Why exactly does it not make sense to you? Some insight would really help....


----------



## mo76 (Jun 13, 2003)

adhir1 said:


> Why exactly does it not make sense to you? Some insight would really help....


hes a young player with potential that the clippers have no intention to move. Cassel isnt going to be around forever. I wouldnt have posted something so blatenly obvious, but you asked for it!!! What motivation would the clippers have to do this deal. Trade livingston and then look for a PG with less potential to develop behind cassel. There plan is to let livingston develop under cassel, not trade him when his trade value isnt even that high.


----------



## adhir1 (Dec 28, 2004)

mo76 said:


> hes a young player with potential that the clippers have no intention to move. Cassel isnt going to be around forever. I wouldnt have posted something so blatenly obvious, but you asked for it!!! What motivation would the clippers have to do this deal. Trade livingston and then look for a PG with less potential to develop behind cassel. There plan is to let livingston develop under cassel, not trade him when his trade value isnt even that high.

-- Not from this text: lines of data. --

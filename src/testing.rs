//! Recording doubles for the transport and the bus.

use std::sync::{Arc, Mutex};
use std::time::Duration;

use tokio::sync::mpsc;

use crate::config::AppConfig;
use crate::frame::OutboundFrame;
use crate::gateway::{Core, GatewayEvent};
use crate::messages::{BusError, MessageBus};
use crate::registry::{AssociationRegistry, DeviceProfile};
use crate::transport::{FrameTransport, TransportError};

#[derive(Default)]
pub struct RecordingTransport {
    pub frames: Mutex<Vec<(OutboundFrame, Duration)>>,
    pub offline: bool,
}

impl RecordingTransport {
    pub fn offline() -> Self {
        RecordingTransport {
            offline: true,
            ..Default::default()
        }
    }

    pub fn sent(&self) -> Vec<OutboundFrame> {
        self.frames
            .lock()
            .unwrap()
            .iter()
            .map(|(f, _)| f.clone())
            .collect()
    }

    /// `(command, parameter)` pairs, in order.
    pub fn commands(&self) -> Vec<(String, Vec<u8>)> {
        self.sent()
            .into_iter()
            .map(|f| (f.command, f.parameter))
            .collect()
    }

    pub fn clear(&self) {
        self.frames.lock().unwrap().clear();
    }
}

impl FrameTransport for RecordingTransport {
    fn submit(&self, frame: OutboundFrame, settle: Duration) -> Result<(), TransportError> {
        if self.offline {
            return Err(TransportError::Unavailable);
        }
        self.frames.lock().unwrap().push((frame, settle));
        Ok(())
    }
}

#[derive(Default)]
pub struct RecordingBus {
    pub published: Mutex<Vec<(String, String)>>,
}

impl RecordingBus {
    pub fn on(&self, topic: &str) -> Vec<String> {
        self.published
            .lock()
            .unwrap()
            .iter()
            .filter(|(t, _)| t == topic)
            .map(|(_, p)| p.clone())
            .collect()
    }

    pub fn json_on(&self, topic: &str) -> Vec<serde_json::Value> {
        self.on(topic)
            .iter()
            .map(|p| serde_json::from_str(p).unwrap())
            .collect()
    }

    pub fn count(&self) -> usize {
        self.published.lock().unwrap().len()
    }

    pub fn clear(&self) {
        self.published.lock().unwrap().clear();
    }
}

impl MessageBus for RecordingBus {
    fn publish(&self, topic: &str, payload: String) -> Result<(), BusError> {
        self.published
            .lock()
            .unwrap()
            .push((topic.to_string(), payload));
        Ok(())
    }
}

pub fn config(extra: &str) -> AppConfig {
    toml::de::from_str(&format!("[mqtt]\nhost = \"localhost\"\n{extra}")).unwrap()
}

/// A gateway core wired to recording doubles.
pub struct TestRig {
    pub config: AppConfig,
    pub core: Core,
    pub transport: Arc<RecordingTransport>,
    pub bus: Arc<RecordingBus>,
    pub events: mpsc::UnboundedReceiver<GatewayEvent>,
}

pub fn rig(extra: &str) -> TestRig {
    build_rig(extra, RecordingTransport::default(), true)
}

pub fn offline_rig(extra: &str) -> TestRig {
    build_rig(extra, RecordingTransport::offline(), false)
}

fn build_rig(extra: &str, transport: RecordingTransport, online: bool) -> TestRig {
    let config = config(extra);
    let transport = Arc::new(transport);
    let bus = Arc::new(RecordingBus::default());
    let (tx, events) = mpsc::unbounded_channel();
    let registry =
        AssociationRegistry::in_memory(DeviceProfile::from_config(&config), transport.clone());
    let core = Core::new(&config, registry, transport.clone(), online, bus.clone(), tx);
    TestRig {
        config,
        core,
        transport,
        bus,
        events,
    }
}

so it doesnt make sense for the Clippers, but this isnt the Clippers forum this is the raptors forum, last time i checked....i simply thought that you meant it did not make sense from the Raptors perspective.


----------



## butr (Mar 23, 2004)

Boy needs to eat. He's anorexic.


----------



## The_Notic (Nov 10, 2005)

ShamBulls you have the best avatar I have Ever seen!! ROFL


----------



## ballocks (May 15, 2003)

i think shaun livingston will become a sensational player in this league. he's already shown tools, but that's not it- he's already knocking on the door of potential. i wouldn't be surprised to see him as a star very soon (next year?). 

anyway, with respect to the raptors getting him, i just don't understand- why would the clips even consider... anything right now? i mentioned it somewhere else but it probably bears repeating: the clippers are in an excellent position at the moment. i think their team is destined for competitive glory with the roster it currently has. why would they unnecessarily jeopardize that future? if i were them, i'd just... sit on it. no need to turn it on its head- or change direction at all.

after we get through the next few months, i think we'll be in a similar position (albeit at an earlier stage). the clips, though, have already made some strides and earned some achievements, and their future is looking mighty bright already (imo). even in the case of a 'good deal', i don't know whether i'd be on the trade market _at all_ if i were elgin baylor. things is good- so why risk it?

peace


----------



## Flush (Jul 25, 2005)

The clippers will only trade Livingston for a proven star, not more potential. They are on the brink of being an excellent team, and there is no value to trading an up and coming star for other unproven commodities.

The Raptors aren't able to provide ANYTHING to the clippers that will help them become the top team in the west. Even Bosh would be redundant on that roster.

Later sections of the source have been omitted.